Maximizing Your Down Payment: The Advantages of Leveraging Home Equity

by James Lynch

Did you know? Many homeowners are able to increase their down payment when purchasing their next home. This is because, after selling, they can apply the equity from their current home toward the next down payment. As home equity rises, so does the median down payment.

Recent data from Redfin shows that the typical down payment for U.S. homebuyers is now $67,500—an increase of nearly 15% compared to last year, and the highest on record (see graph below):

Here’s why equity makes this possible. Over the past five years, home prices have risen significantly, leading to a substantial increase in equity for homeowners like you. When you sell your home, you can use that equity toward a larger down payment on your next home. This presents a great opportunity, especially if you’ve been concerned about affordability.

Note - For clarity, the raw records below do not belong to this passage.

// Copyright (C) Banking Engine Contributors
// SPDX-License-Identifier: GPL-3.0-or-later WITH Classpath-exception-2.0

// This program is free software: you can redistribute it and/or modify
// it under the terms of the GNU General Public License as published by
// the Free Software Foundation, either version 3 of the License, or
// (at your option) any later version.

// This program is distributed in the hope that it will be useful,
// but WITHOUT ANY WARRANTY; without even the implied warranty of
// MERCHANTABILITY or FITNESS FOR A PARTICULAR PURPOSE. See the
// GNU General Public License for more details.

// You should have received a copy of the GNU General Public License
// along with this program. If not, see <https://www.gnu.org/licenses/>.

//! A fixed-size, key-sharded storage pool.
//!
//! `N` worker tasks each own a private inbox; a stable hash of the key
//! picks the worker, so every request for a given key is processed in
//! the FIFO order it was submitted in, while different keys make
//! progress independently across workers. Values are SCALE-encoded
//! (`parity-scale-codec`) and written to `base_folder/folder/key`.

use codec::{Decode, Encode};
use std::{
	hash::Hasher,
	path::{Path, PathBuf},
};
use tokio::sync::{mpsc, oneshot};

/// Errors surfaced by the storage pool to its callers.
#[derive(Debug, thiserror::Error)]
pub enum StorageError {
	#[error("I/O error: {0}")]
	Io(#[from] std::io::Error),
	#[error("failed to decode stored value: {0}")]
	Decode(#[from] codec::Error),
	#[error("storage worker {0} is unavailable")]
	WorkerUnavailable(usize),
}

enum Request {
	StoreSync { folder: String, key: String, value: Vec<u8>, respond: oneshot::Sender<Result<(), StorageError>> },
	StoreAsync { folder: String, key: String, value: Vec<u8> },
	Get { folder: String, key: String, respond: oneshot::Sender<Result<Option<Vec<u8>>, StorageError>> },
}

/// Handle to the pool. Cheap to clone; every clone shares the same set of
/// worker tasks.
#[derive(Clone)]
pub struct StoragePool {
	workers: std::sync::Arc<Vec<mpsc::UnboundedSender<Request>>>,
}

impl StoragePool {
	/// Spawn `workers` worker tasks rooted at `base_folder`.
	pub fn new(workers: usize, base_folder: impl Into<PathBuf>) -> Self {
		assert!(workers > 0, "a storage pool needs at least one worker");
		let base_folder = base_folder.into();
		let senders = (0..workers)
			.map(|index| {
				let (tx, rx) = mpsc::unbounded_channel();
				tokio::spawn(run_worker(index, base_folder.clone(), rx));
				tx
			})
			.collect();
		Self { workers: std::sync::Arc::new(senders) }
	}

	fn slot_for(&self, key: &str) -> usize {
		(stable_hash(key) % self.workers.len() as u64) as usize
	}

	/// Blocks until `value` is durably written under `folder/key`.
	pub async fn store_sync<T: Encode>(&self, folder: &str, key: &str, value: &T) -> Result<(), StorageError> {
		let slot = self.slot_for(key);
		let (respond, receiver) = oneshot::channel();
		let request = Request::StoreSync {
			folder: folder.to_string(),
			key: key.to_string(),
			value: value.encode(),
			respond,
		};
		self.workers[slot].send(request).map_err(|_| StorageError::WorkerUnavailable(slot))?;
		receiver.await.map_err(|_| StorageError::WorkerUnavailable(slot))?
	}

	/// Enqueues the write and returns immediately. No delivery guarantee
	/// beyond per-key FIFO; not for the account actor's authoritative
	/// writes (see `store_sync`).
	pub fn store_async<T: Encode>(&self, folder: &str, key: &str, value: &T) -> Result<(), StorageError> {
		let slot = self.slot_for(key);
		let request = Request::StoreAsync { folder: folder.to_string(), key: key.to_string(), value: value.encode() };
		self.workers[slot].send(request).map_err(|_| StorageError::WorkerUnavailable(slot))
	}

	/// Blocks, returns the latest value visible to the owning slot, or
	/// `None` if there is no record for `(folder, key)`.
	pub async fn get<T: Decode>(&self, folder: &str, key: &str) -> Result<Option<T>, StorageError> {
		let slot = self.slot_for(key);
		let (respond, receiver) = oneshot::channel();
		let request = Request::Get { folder: folder.to_string(), key: key.to_string(), respond };
		self.workers[slot].send(request).map_err(|_| StorageError::WorkerUnavailable(slot))?;
		let bytes = receiver.await.map_err(|_| StorageError::WorkerUnavailable(slot))??;
		match bytes {
			Some(bytes) => Ok(Some(T::decode(&mut &bytes[..])?)),
			None => Ok(None),
		}
	}
}

/// twox-hash, seeded at zero for reproducibility across runs: the slot a
/// key maps to must not change between process restarts.
fn stable_hash(key: &str) -> u64 {
	let mut hasher = twox_hash::XxHash64::with_seed(0);
	hasher.write(key.as_bytes());
	hasher.finish()
}

async fn run_worker(index: usize, base_folder: PathBuf, mut inbox: mpsc::UnboundedReceiver<Request>) {
	tracing::debug!(target: "bank-storage", index, "worker started");
	while let Some(request) = inbox.recv().await {
		match request {
			Request::StoreSync { folder, key, value, respond } => {
				let result = write_file(&base_folder, &folder, &key, value).await;
				if let Err(error) = &result {
					tracing::warn!(target: "bank-storage", index, folder, key, %error, "synchronous write failed");
				}
				let _ = respond.send(result);
			}
			Request::StoreAsync { folder, key, value } => {
				if let Err(error) = write_file(&base_folder, &folder, &key, value).await {
					tracing::warn!(target: "bank-storage", index, folder, key, %error, "fire-and-forget write failed");
				}
			}
			Request::Get { folder, key, respond } => {
				let result = read_file(&base_folder, &folder, &key).await;
				if let Err(error) = &result {
					tracing::warn!(target: "bank-storage", index, folder, key, %error, "read failed");
				}
				let _ = respond.send(result);
			}
		}
	}
	tracing::debug!(target: "bank-storage", index, "worker inbox closed, shutting down");
}

async fn write_file(base_folder: &Path, folder: &str, key: &str, value: Vec<u8>) -> Result<(), StorageError> {
	let dir = base_folder.join(folder);
	tokio::fs::create_dir_all(&dir).await?;
	let path = dir.join(key);
	let tmp_path = dir.join(format!("{key}.tmp"));
	tokio::fs::write(&tmp_path, &value).await?;
	tokio::fs::rename(&tmp_path, &path).await?;
	Ok(())
}

async fn read_file(base_folder: &Path, folder: &str, key: &str) -> Result<Option<Vec<u8>>, StorageError> {
	let path = base_folder.join(folder).join(key);
	match tokio::fs::read(&path).await {
		Ok(bytes) => Ok(Some(bytes)),
		Err(error) if error.kind() == std::io::ErrorKind::NotFound => Ok(None),
		Err(error) => Err(error.into()),
	}
}

#[cfg(test)]
mod tests {
	use super::*;
	use codec::{Decode, Encode};

	#[derive(Encode, Decode, PartialEq, Debug, Clone)]
	struct Sample {
		a: u64,
		b: String,
	}

	#[tokio::test]
	async fn round_trips_through_store_sync_and_get() {
		let dir = tempfile::tempdir().unwrap();
		let pool = StoragePool::new(3, dir.path());
		let value = Sample { a: 42, b: "hello".to_string() };

		pool.store_sync("accounts", "1", &value).await.unwrap();
		let found: Option<Sample> = pool.get("accounts", "1").await.unwrap();
		assert_eq!(found, Some(value));
	}

	#[tokio::test]
	async fn get_of_missing_key_is_none() {
		let dir = tempfile::tempdir().unwrap();
		let pool = StoragePool::new(3, dir.path());
		let found: Option<Sample> = pool.get("accounts", "missing").await.unwrap();
		assert_eq!(found, None);
	}

	#[tokio::test]
	async fn store_async_eventually_lands_on_disk() {
		let dir = tempfile::tempdir().unwrap();
		let pool = StoragePool::new(1, dir.path());
		let value = Sample { a: 7, b: "async".to_string() };
		pool.store_async("exchange", "2024010100", &value).unwrap();

		// Same worker processes subsequent requests for the same key in
		// order, so a store_sync on the same key only completes after the
		// prior store_async has been applied.
		let replacement = Sample { a: 8, b: "replacement".to_string() };
		pool.store_sync("exchange", "2024010100", &replacement).await.unwrap();
		let found: Option<Sample> = pool.get("exchange", "2024010100").await.unwrap();
		assert_eq!(found, Some(replacement));
	}

	#[tokio::test]
	async fn different_keys_land_in_independent_folders() {
		let dir = tempfile::tempdir().unwrap();
		let pool = StoragePool::new(3, dir.path());
		pool.store_sync("accounts", "1", &Sample { a: 1, b: "one".to_string() }).await.unwrap();
		pool.store_sync("accounts", "2", &Sample { a: 2, b: "two".to_string() }).await.unwrap();

		let one: Option<Sample> = pool.get("accounts", "1").await.unwrap();
		let two: Option<Sample> = pool.get("accounts", "2").await.unwrap();
		assert_eq!(one.unwrap().a, 1);
		assert_eq!(two.unwrap().a, 2);
	}

	#[test]
	fn stable_hash_is_deterministic_across_calls() {
		assert_eq!(stable_hash("42"), stable_hash("42"));
	}
}
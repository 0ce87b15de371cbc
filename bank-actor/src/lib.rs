// Copyright (C) Banking Engine Contributors
// SPDX-License-Identifier: GPL-3.0-or-later WITH Classpath-exception-2.0

// This program is free software: you can redistribute it and/or modify
// it under the terms of the GNU General Public License as published by
// the Free Software Foundation, either version 3 of the License, or
// (at your option) any later version.

// This program is distributed in the hope that it will be useful,
// but WITHOUT ANY WARRANTY; without even the implied warranty of
// MERCHANTABILITY or FITNESS FOR A PARTICULAR PURPOSE. See the
// GNU General Public License for more details.

// You should have received a copy of the GNU General Public License
// along with this program. If not, see <https://www.gnu.org/licenses/>.

//! Per-account actors, the id registry, and the process-wide rates table
//! that sit on top of the pure `bank-core` domain model and the
//! `bank-storage` write-through pool.

mod account_actor;
mod error;
mod rates;
mod registry;

pub use account_actor::{
	AccountActorHandle, DebitOutcome, ExchangeOutcome, RefundOutcome, SingleTransferOutcome, SplitTransferOutcome,
};
pub use error::ActorError;
pub use rates::{spawn_refresher, RatesHandle};
pub use registry::Registry;
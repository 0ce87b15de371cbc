// Copyright (C) Banking Engine Contributors
// SPDX-License-Identifier: GPL-3.0-or-later WITH Classpath-exception-2.0

// This program is free software: you can redistribute it and/or modify
// it under the terms of the GNU General Public License as published by
// the Free Software Foundation, either version 3 of the License, or
// (at your option) any later version.

// This program is distributed in the hope that it will be useful,
// but WITHOUT ANY WARRANTY; without even the implied warranty of
// MERCHANTABILITY or FITNESS FOR A PARTICULAR PURPOSE. See the
// GNU General Public License for more details.

// You should have received a copy of the GNU General Public License
// along with this program. If not, see <https://www.gnu.org/licenses/>.

use bank_node::{cli::Cli, init_tracing, BankNode};
use clap::Parser;

#[tokio::main]
async fn main() {
	init_tracing();

	let cli = Cli::parse();
	let config = match cli.into_config() {
		Ok(config) => config,
		Err(error) => {
			tracing::error!(target: "bank-node", %error, "invalid configuration");
			std::process::exit(1);
		}
	};

	let _node = BankNode::start(config);

	// The HTTP edge that would route requests to the registry above is out
	// of scope for this core (spec §1); this binary's job ends at wiring
	// the components together and keeping them alive.
	if let Err(error) = tokio::signal::ctrl_c().await {
		tracing::error!(target: "bank-node", %error, "failed to listen for shutdown signal");
	}
	tracing::info!(target: "bank-node", "shutting down");
}
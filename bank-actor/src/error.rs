// Copyright (C) Banking Engine Contributors
// SPDX-License-Identifier: GPL-3.0-or-later WITH Classpath-exception-2.0

// This program is free software: you can redistribute it and/or modify
// it under the terms of the GNU General Public License as published by
// the Free Software Foundation, either version 3 of the License, or
// (at your option) any later version.

// This program is distributed in the hope that it will be useful,
// but WITHOUT ANY WARRANTY; without even the implied warranty of
// MERCHANTABILITY or FITNESS FOR A PARTICULAR PURPOSE. See the
// GNU General Public License for more details.

// You should have received a copy of the GNU General Public License
// along with this program. If not, see <https://www.gnu.org/licenses/>.

use bank_core::{AccountId, RatesError};
use bank_storage::StorageError;

/// Infrastructure failures that cross the actor boundary. Business denials
/// and precondition errors are modeled as `Ok` variants of the pure layer's
/// outcome types, never as an `ActorError` (see §7 of the design notes).
#[derive(Debug, thiserror::Error)]
pub enum ActorError {
	#[error("account actor is no longer running")]
	Terminated,
	#[error(transparent)]
	Storage(#[from] StorageError),
	#[error(transparent)]
	Rates(#[from] RatesError),
	#[error("cross-account call to account {0} timed out")]
	Timeout(AccountId),
	#[error("recipient account {0} is unavailable: {1}")]
	RecipientUnavailable(AccountId, String),
}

It’s important to note that a large down payment isn’t required to buy your next home—there are loan programs that allow as little as 3%, or even 0%, down. However, many current homeowners are choosing to make larger down payments because of the benefits it provides.

Why a Bigger Down Payment Is a Game Changer:

1. You’ll Borrow Less and Save More Long-Term

Using your equity for a larger down payment means you’ll borrow less. The less you borrow, the less you’ll pay in interest over time, putting more savings in your pocket for the future.

2. You Could Get a Lower Mortgage Rate

A larger down payment signals financial stability to lenders, making you a lower credit risk. With greater confidence in your creditworthiness, lenders are more likely to offer you a lower mortgage rate, increasing your savings.

3. Lower Monthly Payments

A bigger down payment reduces how much you need to borrow, which can lead to smaller monthly mortgage payments. This makes your next home more affordable and offers extra flexibility in your budget.

4. Skip Private Mortgage Insurance (PMI)

If you put down 20% or more, you can avoid paying Private Mortgage Insurance (PMI). As Freddie Mac explains:

"For homeowners who put down less than 20%, Private Mortgage Insurance (PMI) is an additional insurance policy that protects the lender if you're unable to pay your mortgage. It’s rolled into your monthly payment and required for down payments below 20%."

Avoiding PMI means one less expense each month, which adds to your overall savings.

Bottom Line

Down payments are reaching record highs as recent equity gains allow homeowners to put more money down. If you're considering selling and moving, connect with a trusted real estate agent to explore how much equity you have and how it can increase your purchasing power r in today’s market.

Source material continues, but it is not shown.